Cytoskeleton staining
NCI-H460, NCI-H446, and A549cells (5 × 104 cells/mL) were seeded in 24-well culture plates on glass slides. After overnight incubation, cells were treated with various PTL concentrations. After a 24-h incubation, cells were washed with PBS twice, fixed with 10% formalin in PBS, permeabilized, and blocked with PBS that contains NP-40 (0.1%) and BSA (3%). The cells were then incubated in the same solution containing cytoskeleton red fluorescent probe Actin Red (1:40 dilution) for 20 min at room temperature(25 °C). Cells were washed with PBS twice before the glass slides with cells were placed on a microslide with DAPI-Fluoromount-G. Cells were visualized under a laser scanning confocal microscope (Nikon, Japan).
Biacore assay
SPR experiments were performed using a Biacore 3000 instrument (GE Healthcare, Piscataway, NJ, USA). ERK2 was purified from NCI-H460(ERK2 or mutated ERK2 was over expression) cell lines using antibody-containing immunomagnetic beads. ERK2 was immobilized on CM5 sensor chips using the BiacoreAmini Coupling Kit according to the manufacturer’s instructions. PTL was diluted in running buffer and then injected into ERK2-immobilized CM5 sensor chips at concentrations of 0μM, 1.5625μM, 3.125μM, 6.25μM, 12.5μM, 25μM and 50μM or 0μM, 20μM, 40μM, 80μM, 160μM, 320μM. The surface of the control chip was prepared in the same manner and was used for data correction. Data analysis was performed using BIAevaluation software.
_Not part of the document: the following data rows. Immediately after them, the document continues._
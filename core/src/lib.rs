//! Async domain logic for Crewbook.
//!
//! Producers here return [`crewbook_types::Resource`] rather than raising for
//! expected failures.

mod deadline;
mod roster;
mod startup;

pub use deadline::{FallbackReason, Settled, within_deadline};
pub use roster::RosterFile;
pub use startup::{
    DecisionBasis, StartDecision, StartupPolicy, UserDirectory, decide_start_destination,
};
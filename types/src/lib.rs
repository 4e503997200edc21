//! Core domain types for Crewbook.
//!
//! This crate contains pure domain types with no IO, no async, and minimal dependencies.
//! Everything here can be used from any layer of the application.

mod error_code;
mod resource;
mod startup;

pub use error_code::ErrorCode;
pub use resource::{Cause, Failure, Resource, ResourceError, combine};
pub use startup::StartDestination;
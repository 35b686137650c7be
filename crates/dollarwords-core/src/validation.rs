//! # Validation Module
//!
//! Scans an input string against the invariant numeral grammar.
//!
//! ## Accepted Grammar
//! ```text
//! ┌─────────────────────────────────────────────────────────────────────────┐
//! │  input   := ws* sign? number ws*           (leading sign)              │
//! │           | ws* number ws* sign ws*        (trailing sign)             │
//! │  number  := integer? ('.' digits?)?                                     │
//! │  sign    := '+' | '-'                                                   │
//! │  integer := digit (digit | ',')*      ',' = thousands separator        │
//! │  digits  := digit+                                                      │
//! │                                                                         │
//! │  "123.45"   ✅     ".50"    ✅     "1,234"  ✅     "+7."   ✅           │
//! │  "5+"       ✅     "5-"     ✅     "0-"     ✅     "12.50 -" ✅         │
//! │  "abc"      ❌     "."      ❌     "1e5"    ❌     "$5"    ❌           │
//! │  "1.2.3"    ❌     ",5"     ❌     "-5-"    ❌     "1 000" ❌           │
//! └─────────────────────────────────────────────────────────────────────────┘
//! ```
//!
//! The grammar never depends on the process locale: `.` is always the
//! decimal point and `,` always a group separator.
//!
//! ## Usage
//! ```rust
//! use dollarwords_core::validation::scan_numeral;
//!
//! let numeral = scan_numeral("1,234.5").unwrap();
//! assert_eq!(numeral.integer_digits(), "1234");
//! assert_eq!(numeral.fraction_digits(), "5");
//! assert!(!numeral.is_negative());
//! ```

use crate::error::ValidationError;

/// Result type for validation operations.
pub type ValidationResult<T> = Result<T, ValidationError>;

// =============================================================================
// Numeral
// =============================================================================

/// A syntactically valid numeral, split into its parts.
///
/// Digit strings are kept as text so that range checks never go through
/// floating point.
#[derive(Debug, Clone, PartialEq, Eq)]
pub struct Numeral<'a> {
    negative: bool,
    integer: String,
    fraction: &'a str,
}

impl<'a> Numeral<'a> {
    /// True when a `-` sign was present, leading or trailing.
    pub fn is_negative(&self) -> bool {
        self.negative
    }

    /// Integer digits with group separators removed. May be empty (".5").
    pub fn integer_digits(&self) -> &str {
        &self.integer
    }

    /// Every digit after the decimal point. May be empty ("5", "5.").
    pub fn fraction_digits(&self) -> &'a str {
        self.fraction
    }

    /// True when every digit is `0`, regardless of sign.
    pub fn is_zero(&self) -> bool {
        self.integer.bytes().all(|b| b == b'0') && self.fraction.bytes().all(|b| b == b'0')
    }
}

// =============================================================================
// Scanner
// =============================================================================

/// Checks `input` against the numeral grammar.
///
/// ## Errors
/// - [`ValidationError::Required`] for empty or whitespace-only input
/// - [`ValidationError::InvalidFormat`] for anything outside the grammar
///
/// Sign and range are NOT judged here; see [`crate::amount::Amount::parse`].
pub fn scan_numeral(input: &str) -> ValidationResult<Numeral<'_>> {
    let text = input.trim();

    if text.is_empty() {
        return Err(ValidationError::Required);
    }

    // At most one sign: leading, or else trailing (whitespace may precede it)
    let (negative, unsigned) = if let Some(rest) = text.strip_prefix('-') {
        (true, rest)
    } else if let Some(rest) = text.strip_prefix('+') {
        (false, rest)
    } else if let Some(rest) = text.strip_suffix('-') {
        (true, rest.trim_end())
    } else if let Some(rest) = text.strip_suffix('+') {
        (false, rest.trim_end())
    } else {
        (false, text)
    };

    let (integer_text, fraction) = match unsigned.split_once('.') {
        Some((integer, fraction)) => (integer, fraction),
        None => (unsigned, ""),
    };

    // A separator may follow digits but never lead the integer part
    if integer_text.starts_with(',') {
        return Err(ValidationError::InvalidFormat);
    }

    if !integer_text
        .bytes()
        .all(|b| b.is_ascii_digit() || b == b',')
    {
        return Err(ValidationError::InvalidFormat);
    }

    // Also catches a second '.'
    if !fraction.bytes().all(|b| b.is_ascii_digit()) {
        return Err(ValidationError::InvalidFormat);
    }

    let integer: String = integer_text.chars().filter(|c| *c != ',').collect();

    if integer.is_empty() && fraction.is_empty() {
        return Err(ValidationError::InvalidFormat);
    }

    Ok(Numeral {
        negative,
        integer,
        fraction,
    })
}

// =============================================================================
// Unit Tests
// =============================================================================

#[cfg(test)]
mod tests {
    use super::*;

    #[test]
    fn test_plain_and_decimal_numerals() {
        let numeral = scan_numeral("123.45").unwrap();
        assert_eq!(numeral.integer_digits(), "123");
        assert_eq!(numeral.fraction_digits(), "45");
        assert!(!numeral.is_negative());

        let numeral = scan_numeral("50").unwrap();
        assert_eq!(numeral.integer_digits(), "50");
        assert_eq!(numeral.fraction_digits(), "");
    }

    #[test]
    fn test_leading_decimal_point() {
        let numeral = scan_numeral(".50").unwrap();
        assert_eq!(numeral.integer_digits(), "");
        assert_eq!(numeral.fraction_digits(), "50");
    }

    #[test]
    fn test_trailing_decimal_point() {
        let numeral = scan_numeral("7.").unwrap();
        assert_eq!(numeral.integer_digits(), "7");
        assert_eq!(numeral.fraction_digits(), "");
    }

    #[test]
    fn test_signs_and_whitespace() {
        let numeral = scan_numeral("  -123.45 ").unwrap();
        assert!(numeral.is_negative());
        assert_eq!(numeral.integer_digits(), "123");

        let numeral = scan_numeral("+8").unwrap();
        assert!(!numeral.is_negative());
        assert_eq!(numeral.integer_digits(), "8");
    }

    #[test]
    fn test_trailing_sign() {
        let numeral = scan_numeral("5+").unwrap();
        assert!(!numeral.is_negative());
        assert_eq!(numeral.integer_digits(), "5");

        let numeral = scan_numeral("5-").unwrap();
        assert!(numeral.is_negative());
        assert_eq!(numeral.integer_digits(), "5");

        let numeral = scan_numeral(" 12.50 - ").unwrap();
        assert!(numeral.is_negative());
        assert_eq!(numeral.integer_digits(), "12");
        assert_eq!(numeral.fraction_digits(), "50");

        assert!(scan_numeral("0-").unwrap().is_zero());
    }

    #[test]
    fn test_thousands_separators_are_dropped() {
        let numeral = scan_numeral("1,234,567.89").unwrap();
        assert_eq!(numeral.integer_digits(), "1234567");
        assert_eq!(numeral.fraction_digits(), "89");
    }

    #[test]
    fn test_empty_input_is_required() {
        assert_eq!(scan_numeral(""), Err(ValidationError::Required));
        assert_eq!(scan_numeral("   \t\n"), Err(ValidationError::Required));
    }

    #[test]
    fn test_malformed_numerals() {
        for input in [
            "abc", ".", "-", "+", "-.", ".-", "1.2.3", ",5", "1e5", "$5", "-5-", "+5+",
            "-5+", "5--", "5 - 1", "1 000", "12a", "0x10", "--1", "+-1", "1.5,0", "(5)",
        ] {
            assert_eq!(
                scan_numeral(input),
                Err(ValidationError::InvalidFormat),
                "input {input:?} should be malformed"
            );
        }
    }

    #[test]
    fn test_zero_detection() {
        assert!(scan_numeral("0").unwrap().is_zero());
        assert!(scan_numeral("0.00").unwrap().is_zero());
        assert!(scan_numeral(".0").unwrap().is_zero());
        assert!(scan_numeral("-0").unwrap().is_zero());
        assert!(scan_numeral("000,000").unwrap().is_zero());
        assert!(!scan_numeral("0.001").unwrap().is_zero());
        assert!(!scan_numeral("10").unwrap().is_zero());
    }
}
Scanning electron microscopy
Cells grown on climbing films were treated with or without PTL. After 24h of incubation, the cells were fixed using ethyl alcohol, dried with a gradient concentration of tertiary butyl alcohol and finally coated with gold. Images of the cells were obtained using a scanning electron microscope (LEO 1530 VP, Germany).
Dual-luciferase assay
Cells were transfected with dual-reporter constructs using transfection reagents. After changing into fresh medium 24 h after transfection, NCI-H446 and A549 cells were treated with various concentrations of doxycycline hydrochloride. After 48 h, the culture medium was collected into a 96-well white plate to measure luminescence with a luminometer.
“Pocket” building
17 proteins with similar property were calculated by reverse prediction of the activity-based target of the parthenolide. Eight proteins with X-ray structure were downloaded from protein data bank (PDB), and others were obtained structures by SWISS-MODEL homologous modeling. 15 proteins with fit structures were selected for further study. Povme 2.0 algorithm was used to measure and characterize the pocket of proteins. Sphere of points was added to the pocket-encompassing region, centered on with an appropriate radius of each protein. Then, the shapes and characteristics of protein were generated. In order to obtain the three-dimensional structure of the protein active center, the active center of the protein was covered with the grid. 12 proteins with extremely similar action center structure, which were proves that the target reverse prediction was exactly.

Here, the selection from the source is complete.